— Action item —
Reproduce all entries word for word.

**** Dataset excerpts ****

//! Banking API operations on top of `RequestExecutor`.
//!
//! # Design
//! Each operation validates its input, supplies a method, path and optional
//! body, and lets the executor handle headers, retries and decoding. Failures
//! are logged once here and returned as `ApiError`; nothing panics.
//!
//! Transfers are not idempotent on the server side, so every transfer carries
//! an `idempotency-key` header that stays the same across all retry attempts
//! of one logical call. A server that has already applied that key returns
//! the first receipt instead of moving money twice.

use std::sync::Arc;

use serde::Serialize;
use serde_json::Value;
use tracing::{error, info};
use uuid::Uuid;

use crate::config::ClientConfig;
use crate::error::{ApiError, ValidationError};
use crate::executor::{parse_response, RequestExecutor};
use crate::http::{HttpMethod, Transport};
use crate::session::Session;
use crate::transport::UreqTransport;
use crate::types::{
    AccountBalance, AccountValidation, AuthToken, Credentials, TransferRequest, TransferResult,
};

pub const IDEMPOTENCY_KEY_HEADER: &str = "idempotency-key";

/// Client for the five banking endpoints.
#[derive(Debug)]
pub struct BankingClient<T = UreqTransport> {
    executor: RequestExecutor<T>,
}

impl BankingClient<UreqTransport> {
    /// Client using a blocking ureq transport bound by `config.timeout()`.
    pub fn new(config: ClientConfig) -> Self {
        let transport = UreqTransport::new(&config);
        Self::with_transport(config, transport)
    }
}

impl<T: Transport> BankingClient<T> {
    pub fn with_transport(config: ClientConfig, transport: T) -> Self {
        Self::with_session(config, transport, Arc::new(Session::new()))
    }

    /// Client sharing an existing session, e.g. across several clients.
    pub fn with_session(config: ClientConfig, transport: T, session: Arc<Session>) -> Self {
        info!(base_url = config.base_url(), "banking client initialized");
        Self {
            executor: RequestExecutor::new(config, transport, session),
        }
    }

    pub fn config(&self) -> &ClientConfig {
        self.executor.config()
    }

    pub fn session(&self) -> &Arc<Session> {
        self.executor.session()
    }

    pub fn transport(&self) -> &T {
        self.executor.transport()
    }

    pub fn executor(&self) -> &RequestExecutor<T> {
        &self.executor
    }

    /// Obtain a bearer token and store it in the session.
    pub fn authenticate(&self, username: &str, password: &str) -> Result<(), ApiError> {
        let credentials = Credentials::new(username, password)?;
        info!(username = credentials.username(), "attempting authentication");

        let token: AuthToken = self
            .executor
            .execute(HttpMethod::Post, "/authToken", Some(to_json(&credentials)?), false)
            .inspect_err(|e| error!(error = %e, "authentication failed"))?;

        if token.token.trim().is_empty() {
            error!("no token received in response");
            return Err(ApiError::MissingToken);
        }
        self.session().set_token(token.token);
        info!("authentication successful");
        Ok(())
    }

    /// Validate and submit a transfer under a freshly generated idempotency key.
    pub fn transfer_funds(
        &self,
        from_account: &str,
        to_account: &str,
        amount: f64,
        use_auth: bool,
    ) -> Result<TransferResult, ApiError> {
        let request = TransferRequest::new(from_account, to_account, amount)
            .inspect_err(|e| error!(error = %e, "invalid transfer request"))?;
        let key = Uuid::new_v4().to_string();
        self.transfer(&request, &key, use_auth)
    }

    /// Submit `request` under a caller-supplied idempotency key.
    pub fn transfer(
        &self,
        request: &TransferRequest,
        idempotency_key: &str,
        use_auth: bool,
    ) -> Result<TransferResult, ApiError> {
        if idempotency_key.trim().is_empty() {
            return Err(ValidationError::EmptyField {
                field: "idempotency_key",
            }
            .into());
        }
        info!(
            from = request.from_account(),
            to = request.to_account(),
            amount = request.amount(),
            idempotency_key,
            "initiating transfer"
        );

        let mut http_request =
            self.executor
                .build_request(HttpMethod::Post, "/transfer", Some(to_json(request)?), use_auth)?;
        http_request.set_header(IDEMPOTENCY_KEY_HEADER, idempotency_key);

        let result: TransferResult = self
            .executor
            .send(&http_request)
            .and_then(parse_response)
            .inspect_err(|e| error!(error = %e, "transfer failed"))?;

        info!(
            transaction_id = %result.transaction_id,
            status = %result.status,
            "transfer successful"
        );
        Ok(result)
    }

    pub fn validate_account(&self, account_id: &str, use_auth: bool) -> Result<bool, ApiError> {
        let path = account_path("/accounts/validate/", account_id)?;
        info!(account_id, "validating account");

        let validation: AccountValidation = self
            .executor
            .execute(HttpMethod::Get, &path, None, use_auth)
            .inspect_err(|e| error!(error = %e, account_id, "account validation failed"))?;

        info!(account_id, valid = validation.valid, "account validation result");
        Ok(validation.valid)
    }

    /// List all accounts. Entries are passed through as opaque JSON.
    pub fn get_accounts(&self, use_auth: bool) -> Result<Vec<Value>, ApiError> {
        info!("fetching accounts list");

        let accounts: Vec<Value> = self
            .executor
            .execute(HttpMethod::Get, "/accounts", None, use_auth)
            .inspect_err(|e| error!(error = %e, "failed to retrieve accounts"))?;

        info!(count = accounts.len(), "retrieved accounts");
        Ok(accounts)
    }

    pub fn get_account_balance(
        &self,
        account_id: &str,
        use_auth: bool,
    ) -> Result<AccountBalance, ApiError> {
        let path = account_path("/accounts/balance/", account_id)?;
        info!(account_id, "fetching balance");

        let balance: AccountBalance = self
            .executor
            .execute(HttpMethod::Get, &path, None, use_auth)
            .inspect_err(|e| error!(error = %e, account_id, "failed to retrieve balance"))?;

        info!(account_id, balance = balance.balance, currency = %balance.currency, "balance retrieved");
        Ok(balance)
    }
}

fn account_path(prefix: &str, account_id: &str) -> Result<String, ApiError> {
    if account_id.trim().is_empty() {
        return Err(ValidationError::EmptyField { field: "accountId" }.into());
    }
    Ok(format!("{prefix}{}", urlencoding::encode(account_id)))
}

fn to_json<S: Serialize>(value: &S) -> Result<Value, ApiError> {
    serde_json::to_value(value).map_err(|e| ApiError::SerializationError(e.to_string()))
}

****

— Solution for this exercise —
//! Banking API operations on top of `RequestExecutor`.
//!
//! # Design
//! Each operation validates its input, supplies a method, path and optional
//! body, and lets the executor handle headers, retries and decoding. Failures
//! are logged once here and returned as `ApiError`; nothing panics.
//!
//! Transfers are not idempotent on the server side, so every transfer carries
//! an `idempotency-key` header that stays the same across all retry attempts
//! of one logical call. A server that has already applied that key returns
//! the first receipt instead of moving money twice.

use std::sync::Arc;

use serde::Serialize;
use serde_json::Value;
use tracing::{error, info};
use uuid::Uuid;

use crate::config::ClientConfig;
use crate::error::{ApiError, ValidationError};
use crate::executor::{parse_response, RequestExecutor};
use crate::http::{HttpMethod, Transport};
use crate::session::Session;
use crate::transport::UreqTransport;
use crate::types::{
    AccountBalance, AccountValidation, AuthToken, Credentials, TransferRequest, TransferResult,
};

pub const IDEMPOTENCY_KEY_HEADER: &str = "idempotency-key";

/// Client for the five banking endpoints.
#[derive(Debug)]
pub struct BankingClient<T = UreqTransport> {
    executor: RequestExecutor<T>,
}

impl BankingClient<UreqTransport> {
    /// Client using a blocking ureq transport bound by `config.timeout()`.
    pub fn new(config: ClientConfig) -> Self {
        let transport = UreqTransport::new(&config);
        Self::with_transport(config, transport)
    }
}

impl<T: Transport> BankingClient<T> {
    pub fn with_transport(config: ClientConfig, transport: T) -> Self {
        Self::with_session(config, transport, Arc::new(Session::new()))
    }

    /// Client sharing an existing session, e.g. across several clients.
    pub fn with_session(config: ClientConfig, transport: T, session: Arc<Session>) -> Self {
        info!(base_url = config.base_url(), "banking client initialized");
        Self {
            executor: RequestExecutor::new(config, transport, session),
        }
    }

    pub fn config(&self) -> &ClientConfig {
        self.executor.config()
    }

    pub fn session(&self) -> &Arc<Session> {
        self.executor.session()
    }

    pub fn transport(&self) -> &T {
        self.executor.transport()
    }

    pub fn executor(&self) -> &RequestExecutor<T> {
        &self.executor
    }

    /// Obtain a bearer token and store it in the session.
    pub fn authenticate(&self, username: &str, password: &str) -> Result<(), ApiError> {
        let credentials = Credentials::new(username, password)?;
        info!(username = credentials.username(), "attempting authentication");

        let token: AuthToken = self
            .executor
            .execute(HttpMethod::Post, "/authToken", Some(to_json(&credentials)?), false)
            .inspect_err(|e| error!(error = %e, "authentication failed"))?;

        if token.token.trim().is_empty() {
            error!("no token received in response");
            return Err(ApiError::MissingToken);
        }
        self.session().set_token(token.token);
        info!("authentication successful");
        Ok(())
    }

    /// Validate and submit a transfer under a freshly generated idempotency key.
    pub fn transfer_funds(
        &self,
        from_account: &str,
        to_account: &str,
        amount: f64,
        use_auth: bool,
    ) -> Result<TransferResult, ApiError> {
        let request = TransferRequest::new(from_account, to_account, amount)
            .inspect_err(|e| error!(error = %e, "invalid transfer request"))?;
        let key = Uuid::new_v4().to_string();
        self.transfer(&request, &key, use_auth)
    }

    /// Submit `request` under a caller-supplied idempotency key.
    pub fn transfer(
        &self,
        request: &TransferRequest,
        idempotency_key: &str,
        use_auth: bool,
    ) -> Result<TransferResult, ApiError> {
        if idempotency_key.trim().is_empty() {
            return Err(ValidationError::EmptyField {
                field: "idempotency_key",
            }
            .into());
        }
        info!(
            from = request.from_account(),
            to = request.to_account(),
            amount = request.amount(),
            idempotency_key,
            "initiating transfer"
        );

        let mut http_request =
            self.executor
                .build_request(HttpMethod::Post, "/transfer", Some(to_json(request)?), use_auth)?;
        http_request.set_header(IDEMPOTENCY_KEY_HEADER, idempotency_key);

        let result: TransferResult = self
            .executor
            .send(&http_request)
            .and_then(parse_response)
            .inspect_err(|e| error!(error = %e, "transfer failed"))?;

        info!(
            transaction_id = %result.transaction_id,
            status = %result.status,
            "transfer successful"
        );
        Ok(result)
    }

    pub fn validate_account(&self, account_id: &str, use_auth: bool) -> Result<bool, ApiError> {
        let path = account_path("/accounts/validate/", account_id)?;
        info!(account_id, "validating account");

        let validation: AccountValidation = self
            .executor
            .execute(HttpMethod::Get, &path, None, use_auth)
            .inspect_err(|e| error!(error = %e, account_id, "account validation failed"))?;

        info!(account_id, valid = validation.valid, "account validation result");
        Ok(validation.valid)
    }

    /// List all accounts. Entries are passed through as opaque JSON.
    pub fn get_accounts(&self, use_auth: bool) -> Result<Vec<Value>, ApiError> {
        info!("fetching accounts list");

        let accounts: Vec<Value> = self
            .executor
            .execute(HttpMethod::Get, "/accounts", None, use_auth)
            .inspect_err(|e| error!(error = %e, "failed to retrieve accounts"))?;

        info!(count = accounts.len(), "retrieved accounts");
        Ok(accounts)
    }

    pub fn get_account_balance(
        &self,
        account_id: &str,
        use_auth: bool,
    ) -> Result<AccountBalance, ApiError> {
        let path = account_path("/accounts/balance/", account_id)?;
        info!(account_id, "fetching balance");

        let balance: AccountBalance = self
            .executor
            .execute(HttpMethod::Get, &path, None, use_auth)
            .inspect_err(|e| error!(error = %e, account_id, "failed to retrieve balance"))?;

        info!(account_id, balance = balance.balance, currency = %balance.currency, "balance retrieved");
        Ok(balance)
    }
}

fn account_path(prefix: &str, account_id: &str) -> Result<String, ApiError> {
    if account_id.trim().is_empty() {
        return Err(ValidationError::EmptyField { field: "accountId" }.into());
    }
    Ok(format!("{prefix}{}", urlencoding::encode(account_id)))
}

fn to_json<S: Serialize>(value: &S) -> Result<Value, ApiError> {
    serde_json::to_value(value).map_err(|e| ApiError::SerializationError(e.to_string()))
}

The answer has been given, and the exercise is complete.